REQUIRED ACTION: Every line below should be repeated exactly as written.
RECORDED DATA START
use std::io::ErrorKind;
use std::path::PathBuf;

use async_trait::async_trait;
use chrono::Utc;
use tokio::io::AsyncWriteExt;
use tokio::sync::Mutex;

use super::{StoreError, WishStore};
use crate::types::{NewWish, Wish};

pub struct FileWishStore {
    path: PathBuf,
    // held across the whole read-modify-write of an append
    write_lock: Mutex<()>,
}

impl FileWishStore {
    pub fn new(path: impl Into<PathBuf>) -> Self {
        Self {
            path: path.into(),
            write_lock: Mutex::new(()),
        }
    }

    async fn read(&self) -> Result<Vec<Wish>, StoreError> {
        let bytes = match tokio::fs::read(&self.path).await {
            Ok(bytes) => bytes,
            Err(e) if e.kind() == ErrorKind::NotFound => return Ok(Vec::new()),
            Err(e) => return Err(StoreError::io(&self.path, e)),
        };
        if bytes.iter().all(u8::is_ascii_whitespace) {
            return Ok(Vec::new());
        }
        serde_json::from_slice(&bytes)
            .map_err(|e| StoreError::corrupt(self.path.display().to_string(), e))
    }

    async fn write(&self, wishes: &[Wish]) -> Result<(), StoreError> {
        let json = serde_json::to_vec_pretty(wishes)
            .map_err(|e| StoreError::corrupt(self.path.display().to_string(), e))?;

        if let Some(dir) = self.path.parent().filter(|d| !d.as_os_str().is_empty()) {
            tokio::fs::create_dir_all(dir)
                .await
                .map_err(|e| StoreError::io(dir, e))?;
        }

        let mut tmp_name = self.path.as_os_str().to_owned();
        tmp_name.push(".tmp");
        let tmp = PathBuf::from(tmp_name);

        let mut file = tokio::fs::File::create(&tmp)
            .await
            .map_err(|e| StoreError::io(&tmp, e))?;
        file.write_all(&json).await.map_err(|e| StoreError::io(&tmp, e))?;
        file.sync_all().await.map_err(|e| StoreError::io(&tmp, e))?;
        drop(file);

        tokio::fs::rename(&tmp, &self.path)
            .await
            .map_err(|e| StoreError::io(&self.path, e))
    }
}

/// Epoch millis, bumped past the newest id when the clock has not moved on.
fn next_id(wishes: &[Wish], now_ms: i64) -> i64 {
    match wishes.iter().map(|w| w.id).max() {
        Some(newest) if newest >= now_ms => newest + 1,
        _ => now_ms,
    }
}

#[async_trait]
impl WishStore for FileWishStore {
    async fn append(&self, new: NewWish) -> Result<Wish, StoreError> {
        let _guard = self.write_lock.lock().await;

        let mut wishes = self.read().await?;
        let wish = new.with_id(next_id(&wishes, Utc::now().timestamp_millis()));
        wishes.insert(0, wish.clone());
        self.write(&wishes).await?;

        Ok(wish)
    }

    async fn list_all(&self) -> Result<Vec<Wish>, StoreError> {
        let mut wishes = self.read().await?;
        wishes.sort_by(|a, b| b.id.cmp(&a.id));
        Ok(wishes)
    }
}

#[cfg(test)]
mod tests {
    use super::*;
    use crate::types::WishStatus;

    fn wish(id: i64) -> Wish {
        Wish {
            id,
            content: format!("wish {id}"),
            anonymous_id: "a".into(),
            created_at: String::new(),
            status: WishStatus::Pending,
        }
    }

    #[test]
    fn next_id_uses_clock_when_ahead() {
        assert_eq!(next_id(&[], 1_000), 1_000);
        assert_eq!(next_id(&[wish(900), wish(500)], 1_000), 1_000);
    }

    #[test]
    fn next_id_never_repeats() {
        assert_eq!(next_id(&[wish(1_000)], 1_000), 1_001);
        assert_eq!(next_id(&[wish(1_500), wish(1_200)], 1_000), 1_501);
    }
}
RECORDED DATA END
OUTPUT FOR THIS TASK:
use std::io::ErrorKind;
use std::path::PathBuf;

use async_trait::async_trait;
use chrono::Utc;
use tokio::io::AsyncWriteExt;
use tokio::sync::Mutex;

use super::{StoreError, WishStore};
use crate::types::{NewWish, Wish};

pub struct FileWishStore {
    path: PathBuf,
    // held across the whole read-modify-write of an append
    write_lock: Mutex<()>,
}

impl FileWishStore {
    pub fn new(path: impl Into<PathBuf>) -> Self {
        Self {
            path: path.into(),
            write_lock: Mutex::new(()),
        }
    }

    async fn read(&self) -> Result<Vec<Wish>, StoreError> {
        let bytes = match tokio::fs::read(&self.path).await {
            Ok(bytes) => bytes,
            Err(e) if e.kind() == ErrorKind::NotFound => return Ok(Vec::new()),
            Err(e) => return Err(StoreError::io(&self.path, e)),
        };
        if bytes.iter().all(u8::is_ascii_whitespace) {
            return Ok(Vec::new());
        }
        serde_json::from_slice(&bytes)
            .map_err(|e| StoreError::corrupt(self.path.display().to_string(), e))
    }

    async fn write(&self, wishes: &[Wish]) -> Result<(), StoreError> {
        let json = serde_json::to_vec_pretty(wishes)
            .map_err(|e| StoreError::corrupt(self.path.display().to_string(), e))?;

        if let Some(dir) = self.path.parent().filter(|d| !d.as_os_str().is_empty()) {
            tokio::fs::create_dir_all(dir)
                .await
                .map_err(|e| StoreError::io(dir, e))?;
        }

        let mut tmp_name = self.path.as_os_str().to_owned();
        tmp_name.push(".tmp");
        let tmp = PathBuf::from(tmp_name);

        let mut file = tokio::fs::File::create(&tmp)
            .await
            .map_err(|e| StoreError::io(&tmp, e))?;
        file.write_all(&json).await.map_err(|e| StoreError::io(&tmp, e))?;
        file.sync_all().await.map_err(|e| StoreError::io(&tmp, e))?;
        drop(file);

        tokio::fs::rename(&tmp, &self.path)
            .await
            .map_err(|e| StoreError::io(&self.path, e))
    }
}

/// Epoch millis, bumped past the newest id when the clock has not moved on.
fn next_id(wishes: &[Wish], now_ms: i64) -> i64 {
    match wishes.iter().map(|w| w.id).max() {
        Some(newest) if newest >= now_ms => newest + 1,
        _ => now_ms,
    }
}

#[async_trait]
impl WishStore for FileWishStore {
    async fn append(&self, new: NewWish) -> Result<Wish, StoreError> {
        let _guard = self.write_lock.lock().await;

        let mut wishes = self.read().await?;
        let wish = new.with_id(next_id(&wishes, Utc::now().timestamp_millis()));
        wishes.insert(0, wish.clone());
        self.write(&wishes).await?;

        Ok(wish)
    }

    async fn list_all(&self) -> Result<Vec<Wish>, StoreError> {
        let mut wishes = self.read().await?;
        wishes.sort_by(|a, b| b.id.cmp(&a.id));
        Ok(wishes)
    }
}

#[cfg(test)]
mod tests {
    use super::*;
    use crate::types::WishStatus;

    fn wish(id: i64) -> Wish {
        Wish {
            id,
            content: format!("wish {id}"),
            anonymous_id: "a".into(),
            created_at: String::new(),
            status: WishStatus::Pending,
        }
    }

    #[test]
    fn next_id_uses_clock_when_ahead() {
        assert_eq!(next_id(&[], 1_000), 1_000);
        assert_eq!(next_id(&[wish(900), wish(500)], 1_000), 1_000);
    }

    #[test]
    fn next_id_never_repeats() {
        assert_eq!(next_id(&[wish(1_000)], 1_000), 1_001);
        assert_eq!(next_id(&[wish(1_500), wish(1_200)], 1_000), 1_501);
    }
}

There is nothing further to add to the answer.